At this point, you should begin to realize what a scam this is. Do you recall the meeting of April 27 and the alleged minutes that were released on May 18. The Fedlines of April 27 were considered "dovish" and gold shot $65 higher over the next three days. However, by the time the minutes were released in May 18, a completely different picture emerged. The dovishness was gone, replaced by talk of "June rate hikes" and "live meetings". In turn, gold was smashed $82 over the next nine days.
Here's the complete summary from ZeroHedge follwoing the release of the minutes on May 18: https://www.zerohedge.com/news/2016-05-18/fomc-minutes-show-cornered-fed...
As ZH and many other wondered, how in the heck could the minutes vary so much from the stated Fedlines of just three weeks earlier?
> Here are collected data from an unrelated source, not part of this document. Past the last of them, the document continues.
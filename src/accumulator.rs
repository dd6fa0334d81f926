//! Streaming Range Accumulator
//!
//! Coalesces the merged row stream into maximal ranges: while incoming
//! networks stay adjacent and carry identical column data the open range
//! is extended in place; any gap or data change flushes the range to the
//! sink. The accumulator holds at most one range at a time, which is what
//! keeps the whole merge at O(1) memory.

use std::net::IpAddr;

use crate::data_section::Value;
use crate::error::Result;
use crate::network::{is_adjacent, Network};
use crate::writer::RowWriter;

/// A continuous IP range with its column data
#[derive(Debug)]
struct AccumulatedRange {
    start_ip: IpAddr,
    end_ip: IpAddr,
    data: Vec<Option<Value>>,
}

/// Accumulates adjacent networks with identical data, flushing maximal
/// ranges to the sink
#[derive(Debug)]
pub struct Accumulator<W: RowWriter> {
    writer: W,
    include_empty_rows: bool,
    current: Option<AccumulatedRange>,
    /// Recycled data buffer from the last flushed range
    spare: Vec<Option<Value>>,
}

impl<W: RowWriter> Accumulator<W> {
    /// Create a new streaming accumulator
    pub fn new(writer: W, include_empty_rows: bool) -> Self {
        Self {
            writer,
            include_empty_rows,
            current: None,
            spare: Vec::new(),
        }
    }

    /// Feed the next row
    ///
    /// The caller guarantees networks arrive in non-decreasing start
    /// address order and all of one IP version within a run. The data
    /// slice is borrowed only for this call: the accumulator copies it
    /// into its own buffer when opening a range, so the caller is free to
    /// overwrite the slice as soon as this returns.
    pub fn process(&mut self, network: Network, data: &[Option<Value>]) -> Result<()> {
        if !self.include_empty_rows && data.iter().all(Option::is_none) {
            return Ok(());
        }

        let start_ip = network.first_addr();
        let end_ip = network.last_addr();

        match &mut self.current {
            None => {
                self.open(start_ip, end_ip, data);
                Ok(())
            }
            Some(current)
                if is_adjacent(current.end_ip, start_ip) && current.data.as_slice() == data =>
            {
                current.end_ip = end_ip;
                Ok(())
            }
            Some(_) => {
                // Data changed or the stream skipped addresses.
                self.flush()?;
                self.open(start_ip, end_ip, data);
                Ok(())
            }
        }
    }

    /// Write the open range, if any, and return to empty
    ///
    /// Sink errors leave the accumulator empty; the offending range is
    /// not retried.
    pub fn flush(&mut self) -> Result<()> {
        if let Some(range) = self.current.take() {
            let result = self
                .writer
                .write_range(range.start_ip, range.end_ip, &range.data);
            // Recycle the buffer regardless of the write outcome.
            self.spare = range.data;
            self.spare.clear();
            result?;
        }
        Ok(())
    }

    /// Consume the accumulator and return its sink
    pub fn into_writer(self) -> W {
        self.writer
    }

    /// The sink, for tests and final flushing
    pub fn writer_mut(&mut self) -> &mut W {
        &mut self.writer
    }

    fn open(&mut self, start_ip: IpAddr, end_ip: IpAddr, data: &[Option<Value>]) {
        let mut owned = std::mem::take(&mut self.spare);
        owned.clear();
        owned.extend(data.iter().cloned());
        self.current = Some(AccumulatedRange {
            start_ip,
            end_ip,
            data: owned,
        });
    }
}
// Wire type ids per the MMDB spec. Extended types (>= 8) are encoded as
// type 0 plus a follow-up byte holding the id minus 7.
const TYPE_POINTER: u8 = 1;
const TYPE_STRING: u8 = 2;
const TYPE_DOUBLE: u8 = 3;
const TYPE_BYTES: u8 = 4;
const TYPE_UINT16: u8 = 5;
const TYPE_UINT32: u8 = 6;
const TYPE_MAP: u8 = 7;
const TYPE_INT32: u8 = 8;
const TYPE_UINT64: u8 = 9;
const TYPE_UINT128: u8 = 10;
const TYPE_ARRAY: u8 = 11;
const TYPE_BOOL: u8 = 14;
const TYPE_FLOAT: u8 = 15;

/// Data section encoder
///
/// Builds a data section by encoding values and tracking offsets.
/// Identical values get the same offset, which is how MMDB files keep
/// repeated records cheap.
#[derive(Debug)]
pub struct DataEncoder {
    buffer: Vec<u8>,
    /// Map from serialized value to offset (for deduplication)
    dedup_map: HashMap<Vec<u8>, u32>,
}

impl DataEncoder {
    /// Create a new encoder
    pub fn new() -> Self {
        Self {
            buffer: Vec::new(),
            dedup_map: HashMap::new(),
        }
    }

    /// Encode a value and return its offset in the data section
    ///
    /// If the value was previously encoded, returns the existing offset.
    pub fn encode(&mut self, value: &Value) -> u32 {
        let mut temp = Vec::new();
        encode_to_buffer(value, &mut temp);

        if let Some(&offset) = self.dedup_map.get(&temp) {
            return offset;
        }

        let offset = self.buffer.len() as u32;
        self.buffer.extend_from_slice(&temp);
        self.dedup_map.insert(temp, offset);
        offset
    }

    /// Current encoded size in bytes
    pub fn size(&self) -> usize {
        self.buffer.len()
    }

    /// The encoded data section so far
    pub fn as_bytes(&self) -> &[u8] {
        &self.buffer
    }

    /// Consume the encoder and return the data section
    pub fn into_bytes(self) -> Vec<u8> {
        self.buffer
    }
}

impl Default for DataEncoder {
    fn default() -> Self {
        Self::new()
    }
}

/// Encode a standalone value (no deduplication), e.g. a metadata map
pub fn encode_value(value: &Value) -> Vec<u8> {
    let mut buffer = Vec::new();
    encode_to_buffer(value, &mut buffer);
    buffer
}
Well isn't it clear what your answer is??
WITH THE THREE WEEK LAG IN THE RELEASE OF THE MINUTES, THE FOMC/FED MANIPULATES AND MANAGES THE MESSAGE INTO WHATEVER THEME THEY ARE ATTEMPTING TO SEND THE "MARKETS".
After the disaster of the Fedline release on April 27, which sent bonds and gold higher while driving stocks lower, multiple Fed Goons were sent forth to talk up the dollar with hints of "a live meeting in June", etc. We called this The May Fed Goon Jawboning Event and it was quite successful, all the way until the BLSBS of June 3 let the air out of their balloon. The actual minutes of the April 26-27 FOMC meeting were obviously not consistent with the theme that The Fed was putting forth in May and, so, the 3-week lag period was used to doctor/edit the minutes into whatever The Fed now intended to say.
Seriously. Think about it. Is this crazy talk? Or is this a very simple and logical explanation of how/why the minutes and Fedlines were so mismatched in May?
And now here we are in August. The Fedlines back in July were benign and gold rallied nearly $40 in the four days that followed. Since then, price has been hard capped at $1360 even while the USDJPY has fallen sharply to a low early Tuesday of 99.57. Fed Goons were then sent forth yesterday to craft a story that, once again, "rate hikes were likely" and the "September will be a live meeting". This had the effect of propping up the dollar and weakening the yen. Within hours, the USDJPY was back to 101!! GIVE ME A FREAKING BREAK!!! Can you not see this coming?
So, let's hope ole Turd is dead wrong. Let's believe that our Fed Overlords have motivations that are honest and sincere. And let's cling to the notion that the minutes released later today really are the notes of the discussions held back in July. However, if suddenly LIESman declares the minutes "surprisingly hawkish" you'll know you're getting played again.
Should gold be smashed as it was in May, look for support at $1340 and then $1320. If we're dead wrong and gold rallies instead, hope for a rally and the strength to finally push through $1360.
That is all for now from The Land of The MOPE and The Home of The SPIN. More later today, after the release of the July FOMC minutes.